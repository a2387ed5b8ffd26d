//! # Microswap Multi-Pool Trade Router
//!
//! ## Purpose
//!
//! Distributes one logical swap across many independent micro-pools and
//! produces an ordered [`types::TradeRoute`]. Each pool is a separate
//! on-chain object, so a large trade is a set of small trades: the router
//! picks the allocation, the invariant engine prices every step, and the
//! codec rebuilds every successor script.
//!
//! ## Allocation Strategy
//!
//! Greedy, cheapest-pool-first (richest-payout-first for sells): the whole
//! remaining amount goes to the best-priced pool up to its capacity before
//! the next pool is touched. This is deliberately not globally optimal for
//! aggregate price impact; determinism, capacity floors, and the
//! constant-product check are the contract, optimality is not.
//!
//! ## Ordering Guarantees
//!
//! Sorting is stable (ties keep caller order) and all inputs are immutable,
//! so identical pool sets and swap parameters always produce identical
//! routes. Steps are emitted in the exact order their pools must appear in
//! the transaction; consumers rely on positional index correspondence
//! between a pool's input and its rebuilt output.

pub mod error;
pub mod router;

pub use error::{RouteError, RouteResult};
pub use router::TradeRouter;
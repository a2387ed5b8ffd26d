//! Protocol constants shared by the codec, the invariant engine, and the
//! router.
//!
//! These values are fixed by the deployed on-chain contract. Changing any of
//! them breaks byte compatibility with every existing pool, so they live in
//! one place and are re-exported from the crate root.

/// Reserved byte separating a pool script's immutable code portion from its
/// mutable state suffix.
pub const STATE_SEPARATOR: u8 = 0xBD;

/// Width of the state portion: the token reserve as a little-endian signed
/// 64-bit integer, always exactly this many bytes.
pub const STATE_LEN: usize = 8;

/// Byte length of the owner identity hash (hash160 of the owner public key).
pub const OWNER_HASH_LEN: usize = 20;

/// Byte length of the optional token identity reference bound into the code
/// portion.
pub const TOKEN_REF_LEN: usize = 32;

/// Ledger dust threshold in base units. The minimum tradable amount on the
/// RXD side; pools holding less than this are withdrawal-only.
pub const DUST_LIMIT: i64 = 546;

/// Trade fee numerator: 3 / 1000 = 0.3% of the RXD-side delta, truncated
/// toward zero.
pub const FEE_NUMERATOR: i64 = 3;

/// Trade fee denominator.
pub const FEE_DENOMINATOR: i64 = 1000;

/// Largest operand admitted into a reserve multiplication: 2^62, a safety
/// margin below the interpreter's signed 64-bit ceiling that leaves headroom
/// for fee arithmetic.
pub const MAX_SAFE_OPERAND: i64 = 1 << 62;
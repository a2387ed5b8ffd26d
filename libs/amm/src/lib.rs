//! # Microswap Invariant Engine - Exact Pool Mathematics
//!
//! ## Purpose
//!
//! Pure, deterministic trade math for constant-product micro-pools,
//! guaranteed consistent with the on-chain check `K_out >= K_in`. Every
//! quote this crate produces either satisfies the consensus invariant or is
//! rejected before it exists. A rounding mistake here does not crash a
//! program, it builds a transaction every validating node refuses.
//!
//! ## Integration Points
//!
//! - **Input Sources**: pool snapshots from UTXO discovery (external)
//! - **Output Destinations**: the trade router, SDK self-checks
//! - **Precision**: strictly signed 64-bit integer arithmetic, matching the
//!   interpreter's number domain; `Decimal` appears only in the
//!   display-oriented spot price
//!
//! ## Arithmetic Discipline
//!
//! Every multiplication is preceded by the overflow guard: operands bounded
//! by 2^62 (headroom for fee arithmetic below the signed 64-bit ceiling)
//! and the product bounded by `i64::MAX`. Violations abort with a typed
//! error *before* the unsafe operation, never after. Rounding always favors
//! the liquidity side: post-trade reserves round up on the side being
//! depleted, and exact-output quotes round required input up.

pub mod engine;
pub mod error;
pub mod guard;

pub use engine::{CpmmMath, ExactQuote, Quote};
pub use error::{AmmError, AmmResult};
pub use guard::{calculate_k, ceil_div, checked_add, checked_mul};
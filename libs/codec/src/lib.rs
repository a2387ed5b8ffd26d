//! # Microswap Pool Contract Codec
//!
//! ## Purpose
//!
//! This crate contains the "Rules" layer of the microswap core: the
//! deterministic, reversible mapping between a pool's parameters and the
//! exact locking-script bytes the on-chain interpreter validates. A pool
//! script it emits must be byte-for-byte what the consensus layer expects:
//! a single non-canonical push does not crash anything here, it produces a
//! transaction every validating node rejects.
//!
//! ## What This Crate Contains
//!
//! - **Opcode registry**: the subset of interpreter opcodes the pool
//!   contract uses, with their reserved byte values
//! - **Canonical number encoding**: minimal-form script integers and
//!   minimal push-data prefixes, with strict rejection of non-minimal input
//! - **Script template**: the versioned two-branch code portion (owner
//!   withdraw / anyone trade) rendered through one deterministic serializer
//! - **Parser**: locates the code/state boundary, recovers the owner hash,
//!   token binding, and token reserve
//! - **State update**: replaces the 8-byte state suffix while provably
//!   preserving the code portion, so the on-chain continuity check passes
//!
//! ## What This Crate Does NOT Contain
//!
//! - Signature generation or verification (external collaborator)
//! - Transaction byte assembly or broadcast (external collaborator)
//! - Trade arithmetic (belongs in `amm`)
//!
//! ## Script Layout
//!
//! ```text
//! code portion (variable) || 0xBD || token reserve (8 bytes, LE signed)
//! ```
//!
//! The code portion is immutable across a pool's lifetime; the 8-byte state
//! suffix is replaced atomically by every trade.

pub mod error;
pub mod opcodes;
pub mod parser;
pub mod script_num;
pub mod template;

pub use error::{ScriptError, ScriptResult};
pub use opcodes::Opcode;
pub use parser::{parse_script, split_script, update_state, PoolScript};
pub use script_num::{decode_script_num, encode_script_num, push_bytes, push_num};
pub use template::{build_script, build_script_raw, ScriptWriter, TEMPLATE_VERSION};
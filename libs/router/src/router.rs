//! Greedy allocation across independent pools.

use crate::error::{RouteError, RouteResult};
use amm::{calculate_k, AmmError, CpmmMath, Quote};
use codec::update_state;
use rust_decimal::Decimal;
use std::cmp::Ordering;
use std::collections::HashMap;
use tracing::{debug, warn};
use types::{
    OutPoint, Pool, SwapDirection, SwapRequest, TradeRoute, TradeStep, DUST_LIMIT,
};

/// Compares two pools by spot price (RXD per token) without leaving integer
/// arithmetic: `a.rxd / a.token < b.rxd / b.token` iff
/// `a.rxd × b.token < b.rxd × a.token`. Exact, so sorting can never disagree
/// with the engine's own pricing.
fn cmp_price(a: &Pool, b: &Pool) -> Ordering {
    let lhs = a.state.rxd_reserve() as i128 * b.state.token_reserve() as i128;
    let rhs = b.state.rxd_reserve() as i128 * a.state.token_reserve() as i128;
    lhs.cmp(&rhs)
}

/// Multi-pool trade router.
pub struct TradeRouter;

impl TradeRouter {
    /// Routes a swap across the supplied pool set.
    ///
    /// Pools are consumed cheapest-first for a buy and richest-payout-first
    /// for a sell, each up to its capacity under the 1-unit residual rule.
    /// Either a complete route satisfying every invariant is returned, or a
    /// typed error; nothing is ever partially applied.
    pub fn route(request: &SwapRequest, pools: &[Pool]) -> RouteResult<TradeRoute> {
        if pools.is_empty() {
            return Err(RouteError::PoolNotFound);
        }
        let minimum_in = match request.direction {
            SwapDirection::RxdToToken => DUST_LIMIT,
            SwapDirection::TokenToRxd => 1,
        };
        if request.amount_in < minimum_in {
            return Err(AmmError::amount_too_small(request.amount_in, minimum_in).into());
        }

        let mut candidates: Vec<&Pool> = pools.iter().filter(|p| p.state.is_tradable()).collect();
        // Stable sort: equal-priced pools keep their caller-supplied order,
        // which is what makes routing deterministic for identical inputs.
        candidates.sort_by(|a, b| match request.direction {
            SwapDirection::RxdToToken => cmp_price(a, b),
            SwapDirection::TokenToRxd => cmp_price(a, b).reverse(),
        });
        debug!(
            supplied = pools.len(),
            tradable = candidates.len(),
            ?request.direction,
            "routing swap"
        );

        let mut remaining = request.amount_in;
        let mut steps: Vec<TradeStep> = Vec::new();
        for pool in candidates {
            if remaining <= 0 {
                break;
            }
            let Some(allocation) = Self::allocation(pool, request.direction, remaining) else {
                debug!(pool = %pool.outpoint, "pool skipped: no usable capacity");
                continue;
            };
            let quoted = match request.direction {
                SwapDirection::RxdToToken => CpmmMath::quote_tokens_out(&pool.state, allocation),
                SwapDirection::TokenToRxd => CpmmMath::quote_rxd_out(&pool.state, allocation),
            };
            let quote: Quote = match quoted {
                Ok(quote) => quote,
                Err(err) => {
                    debug!(pool = %pool.outpoint, %err, "pool skipped");
                    continue;
                }
            };

            // Self-check against the exact on-chain computation before the
            // step may exist. A route that fails here must never reach
            // transaction construction.
            let holds = CpmmMath::verify_invariant(
                pool.state.rxd_reserve(),
                pool.state.token_reserve(),
                quote.state_after.rxd_reserve(),
                quote.state_after.token_reserve(),
                quote.fee,
            )?;
            if !holds {
                warn!(pool = %pool.outpoint, "computed step fails the constant-product check");
                return Err(RouteError::KViolation {
                    pool: pool.outpoint,
                });
            }

            remaining -= allocation;
            steps.push(TradeStep {
                pool: pool.outpoint,
                amount_in: allocation,
                amount_out: quote.amount_out,
                fee: quote.fee,
                state_after: quote.state_after,
            });
        }

        if steps.is_empty() {
            return Err(RouteError::InsufficientLiquidity {
                requested: request.amount_in,
                pools: pools.len(),
            });
        }

        let total_in: i64 = steps.iter().map(|s| s.amount_in).sum();
        let total_out: i64 = steps.iter().map(|s| s.amount_out).sum();
        let total_fee: i64 = steps.iter().map(|s| s.fee).sum();
        if total_out < request.min_amount_out {
            return Err(RouteError::slippage_exceeded(
                request.min_amount_out,
                total_out,
            ));
        }

        // Volume-weighted average realized price, in RXD per token either way.
        let average_price = match request.direction {
            SwapDirection::RxdToToken => Decimal::from(total_in) / Decimal::from(total_out),
            SwapDirection::TokenToRxd => Decimal::from(total_out) / Decimal::from(total_in),
        };
        debug!(
            steps = steps.len(),
            total_in, total_out, total_fee, "route complete"
        );

        Ok(TradeRoute {
            direction: request.direction,
            steps,
            total_in,
            total_out,
            total_fee,
            average_price,
            recipient: request.recipient,
        })
    }

    /// Materializes the successor locking script for every step, in step
    /// order (positional index correspondence with the route).
    ///
    /// Delegates to the codec's `update_state` so code-portion continuity
    /// is structural, never hand-spliced bytes.
    pub fn output_scripts(
        route: &TradeRoute,
        scripts: &HashMap<OutPoint, Vec<u8>>,
    ) -> RouteResult<Vec<Vec<u8>>> {
        route
            .steps
            .iter()
            .map(|step| {
                let script = scripts
                    .get(&step.pool)
                    .ok_or(RouteError::MissingPoolScript { pool: step.pool })?;
                Ok(update_state(script, step.state_after.token_reserve())?)
            })
            .collect()
    }

    /// How much of `remaining` this pool can absorb without draining the
    /// depleted side below its 1-unit residual.
    fn allocation(pool: &Pool, direction: SwapDirection, remaining: i64) -> Option<i64> {
        match direction {
            SwapDirection::RxdToToken => {
                let max_out = pool.state.token_reserve() - 1;
                if max_out < 1 {
                    return None;
                }
                let capacity = CpmmMath::quote_exact_tokens_out(&pool.state, max_out).ok()?;
                let allocation = remaining.min(capacity.amount_in);
                (allocation >= DUST_LIMIT).then_some(allocation)
            }
            SwapDirection::TokenToRxd => {
                // Token input that walks the curve reserve down to 1 RXD.
                let k = calculate_k(pool.state.rxd_reserve(), pool.state.token_reserve()).ok()?;
                let capacity = k - pool.state.token_reserve();
                let allocation = remaining.min(capacity);
                (allocation >= 1).then_some(allocation)
            }
        }
    }
}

**Exercise requirements**
Give back exactly the lines above starting at the line where "microswap core: the" appears and ending at the line where "use std::cmp::Ordering;" appears, both included, with no other lines.

**Written response**
//! This crate contains the "Rules" layer of the microswap core: the
//! deterministic, reversible mapping between a pool's parameters and the
//! exact locking-script bytes the on-chain interpreter validates. A pool
//! script it emits must be byte-for-byte what the consensus layer expects:
//! a single non-canonical push does not crash anything here, it produces a
//! transaction every validating node rejects.
//!
//! ## What This Crate Contains
//!
//! - **Opcode registry**: the subset of interpreter opcodes the pool
//!   contract uses, with their reserved byte values
//! - **Canonical number encoding**: minimal-form script integers and
//!   minimal push-data prefixes, with strict rejection of non-minimal input
//! - **Script template**: the versioned two-branch code portion (owner
//!   withdraw / anyone trade) rendered through one deterministic serializer
//! - **Parser**: locates the code/state boundary, recovers the owner hash,
//!   token binding, and token reserve
//! - **State update**: replaces the 8-byte state suffix while provably
//!   preserving the code portion, so the on-chain continuity check passes
//!
//! ## What This Crate Does NOT Contain
//!
//! - Signature generation or verification (external collaborator)
//! - Transaction byte assembly or broadcast (external collaborator)
//! - Trade arithmetic (belongs in `amm`)
//!
//! ## Script Layout
//!
//! ```text
//! code portion (variable) || 0xBD || token reserve (8 bytes, LE signed)
//! ```
//!
//! The code portion is immutable across a pool's lifetime; the 8-byte state
//! suffix is replaced atomically by every trade.

pub mod error;
pub mod opcodes;
pub mod parser;
pub mod script_num;
pub mod template;

pub use error::{ScriptError, ScriptResult};
pub use opcodes::Opcode;
pub use parser::{parse_script, split_script, update_state, PoolScript};
pub use script_num::{decode_script_num, encode_script_num, push_bytes, push_num};
pub use template::{build_script, build_script_raw, ScriptWriter, TEMPLATE_VERSION};
filename libs/router/src/router.rs
//! Greedy allocation across independent pools.

use crate::error::{RouteError, RouteResult};
use amm::{calculate_k, AmmError, CpmmMath, Quote};
use codec::update_state;
use rust_decimal::Decimal;
use std::cmp::Ordering;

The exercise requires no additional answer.